J'ai fini par me diriger vers le point de vente qui m'a dit ... d'aller voir un apple store (M-Store à Sendliger Tor, en plus d'être antipathiques il ne font rien pour aider. Boutique à éviter pour qui est de passage à Munich!).
J'ai donc pris rdv au genius bar de Marienplatz et après avoir attendu 40min (quand même, avec rdv!) le gars a regardé le problème puis reconnu que cela relevait de la garantie. En 5min je repartais avec un iPad tout neuf, échangé en standard. Hors-mis l'attente, le service, super!!  

Bref, c'est donc funnoam qui avait raison: la dalle LCD était pourrie.

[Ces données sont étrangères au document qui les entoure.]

use polars::prelude::*;

/// The staging transform: a single declarative, row-wise, order-preserving
/// pass over the raw hourly table.
///
/// Adds calendar decomposition of `time` (`day_of_week` is numbered
/// Sunday = 0 through Saturday = 6), coalesces null measurements to
/// defaults, and records pre-coalesce nullity in `has_missing_temp` /
/// `has_missing_precip` so aggregates never silently drop hours while the
/// loss stays visible. All expressions are evaluated against the raw input,
/// so the missing flags see the original nulls, not the coalesced values.
pub fn build_staging(raw: LazyFrame) -> LazyFrame {
    raw.with_columns([
        col("time").cast(DataType::Date).alias("date"),
        col("time").dt().year().cast(DataType::Int32).alias("year"),
        col("time").dt().month().cast(DataType::Int32).alias("month"),
        col("time").dt().day().cast(DataType::Int32).alias("day"),
        col("time").dt().hour().cast(DataType::Int32).alias("hour"),
        // weekday() is ISO Mon=1..Sun=7; fold Sunday onto 0.
        (col("time").dt().weekday() % lit(7))
            .cast(DataType::Int32)
            .alias("day_of_week"),
        col("time")
            .dt()
            .quarter()
            .cast(DataType::Int32)
            .alias("quarter"),
        col("temperature_2m")
            .is_null()
            .cast(DataType::Int32)
            .alias("has_missing_temp"),
        col("precipitation")
            .is_null()
            .cast(DataType::Int32)
            .alias("has_missing_precip"),
        col("temperature_2m").fill_null(lit(0.0)),
        col("relative_humidity_2m").fill_null(lit(0i32)),
        col("precipitation").fill_null(lit(0.0)),
        col("wind_speed_10m").fill_null(lit(0.0)),
        col("cloud_cover").fill_null(lit(0i32)),
        col("pressure_msl").fill_null(lit(1013.25)),
    ])
}

#[cfg(test)]
mod tests {
    use super::*;
    use chrono::NaiveDateTime;

    fn ts(value: &str) -> NaiveDateTime {
        NaiveDateTime::parse_from_str(value, "%Y-%m-%dT%H:%M").unwrap()
    }

    fn raw_fixture() -> DataFrame {
        df!(
            "time" => [ts("2024-03-15T00:00"), ts("2024-03-15T01:00"), ts("2024-07-01T23:00")],
            "temperature_2m" => [Some(4.5), None, Some(21.0)],
            "relative_humidity_2m" => [Some(80i32), Some(82), None],
            "precipitation" => [None, Some(0.3), Some(0.0)],
            "wind_speed_10m" => [Some(12.0), None, Some(3.5)],
            "cloud_cover" => [Some(100i32), None, Some(0)],
            "pressure_msl" => [None::<f64>, Some(1009.0), Some(1021.5)],
            "city_id" => ["amsterdam", "amsterdam", "amsterdam"],
            "city_name" => ["Amsterdam", "Amsterdam", "Amsterdam"],
            "latitude" => [52.36, 52.36, 52.36],
            "longitude" => [4.9, 4.9, 4.9],
            "timezone" => ["Europe/Amsterdam", "Europe/Amsterdam", "Europe/Amsterdam"],
            "ingestion_timestamp" => [ts("2024-07-02T12:00"), ts("2024-07-02T12:00"), ts("2024-07-02T12:00")],
            "batch_id" => ["20240702_120000", "20240702_120000", "20240702_120000"],
        )
        .unwrap()
    }

    #[test]
    fn calendar_decomposition() {
        let staged = build_staging(raw_fixture().lazy()).collect().unwrap();

        let years = staged.column("year").unwrap().i32().unwrap();
        assert_eq!(years.get(0), Some(2024));
        let months = staged.column("month").unwrap().i32().unwrap();
        assert_eq!(months.get(2), Some(7));
        let hours = staged.column("hour").unwrap().i32().unwrap();
        assert_eq!(hours.get(1), Some(1));
        assert_eq!(hours.get(2), Some(23));
        let quarters = staged.column("quarter").unwrap().i32().unwrap();
        assert_eq!(quarters.get(0), Some(1));
        assert_eq!(quarters.get(2), Some(3));
        // 2024-03-15 was a Friday.
        let dows = staged.column("day_of_week").unwrap().i32().unwrap();
        assert_eq!(dows.get(0), Some(5));
    }

    #[test]
    fn day_of_week_runs_sunday_zero_to_saturday_six() {
        // 2024-03-17 Sunday, 2024-03-18 Monday, 2024-03-23 Saturday.
        let df = df!(
            "time" => [ts("2024-03-17T12:00"), ts("2024-03-18T12:00"), ts("2024-03-23T12:00")],
            "temperature_2m" => vec![Some(1.0); 3],
            "relative_humidity_2m" => vec![Some(80i32); 3],
            "precipitation" => vec![Some(0.0); 3],
            "wind_speed_10m" => vec![Some(5.0); 3],
            "cloud_cover" => vec![Some(50i32); 3],
            "pressure_msl" => vec![Some(1013.0); 3],
        )
        .unwrap();

        let staged = build_staging(df.lazy()).collect().unwrap();
        let dows = staged.column("day_of_week").unwrap().i32().unwrap();
        assert_eq!(dows.get(0), Some(0));
        assert_eq!(dows.get(1), Some(1));
        assert_eq!(dows.get(2), Some(6));
    }

    #[test]
    fn missing_flag_iff_raw_value_was_null() {
        let staged = build_staging(raw_fixture().lazy()).collect().unwrap();

        let temps = staged.column("temperature_2m").unwrap().f64().unwrap();
        let temp_flags = staged.column("has_missing_temp").unwrap().i32().unwrap();
        assert_eq!(temp_flags.get(0), Some(0));
        assert_eq!(temp_flags.get(1), Some(1));
        assert_eq!(temp_flags.get(2), Some(0));
        // The coalesced default applies exactly where the flag is set.
        assert_eq!(temps.get(0), Some(4.5));
        assert_eq!(temps.get(1), Some(0.0));

        let precip_flags = staged.column("has_missing_precip").unwrap().i32().unwrap();
        assert_eq!(precip_flags.get(0), Some(1));
        // A genuine 0.0 reading is not a missing value.
        assert_eq!(precip_flags.get(2), Some(0));

        let pressure = staged.column("pressure_msl").unwrap().f64().unwrap();
        assert_eq!(pressure.get(0), Some(1013.25));

        // No nulls survive the coalesce pass for measurement columns.
        for column in [
            "temperature_2m",
            "relative_humidity_2m",
            "precipitation",
            "wind_speed_10m",
            "cloud_cover",
            "pressure_msl",
        ] {
            assert_eq!(staged.column(column).unwrap().null_count(), 0, "{column}");
        }
    }

    #[test]
    fn staging_is_deterministic() {
        let first = build_staging(raw_fixture().lazy()).collect().unwrap();
        let second = build_staging(raw_fixture().lazy()).collect().unwrap();
        assert!(first.equals_missing(&second));
    }
}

Je vous joins une photo pour que vous vous rendiez compte (clavier marqué).

@+


----------



## fievel31 (10 Mai 2012)

Bonsoir à tous, désolé d'avance de déterrer un ancien sujet mais ce soir en lisant des news sur mon iPad je me suis aperçu que j'avais le même problème de marquage de la dalle de mon iPad de première génération :rose:, en fait je viens vers vous pour savoir ce que je peux faire contre ce problème, est ce qu'Apple va faire quelque chose vu que mon iPad n'est plus sous garantie?... Merci d'avance pour votre aide précieuse.


----------



## Tosay (11 Mai 2012)

Bonjour Fievel

Comme dit plus haut dans les réponses des membres.......il semblerait que ce problème est du à une dalle pourrie .

Je te conseil une restauration au cas ou mais perso, je n'y crois pas du tout.

Pour l'échange au SAV, tout dépend du délai dépassé de ta garantie je pense. Si ce n'est que quelques jours, et que tu tombe sur un vendeur bien sympa, il peut peut-être faire un geste et te redonner un reconditionné.

Mais perso, ça ne m'étonnerait pas qu'il refuse un échange car... le délai de garantie doit être respecté...

Bref, croise les doigts (même si je pense qu'il ne te l'échangera pas.. )


----------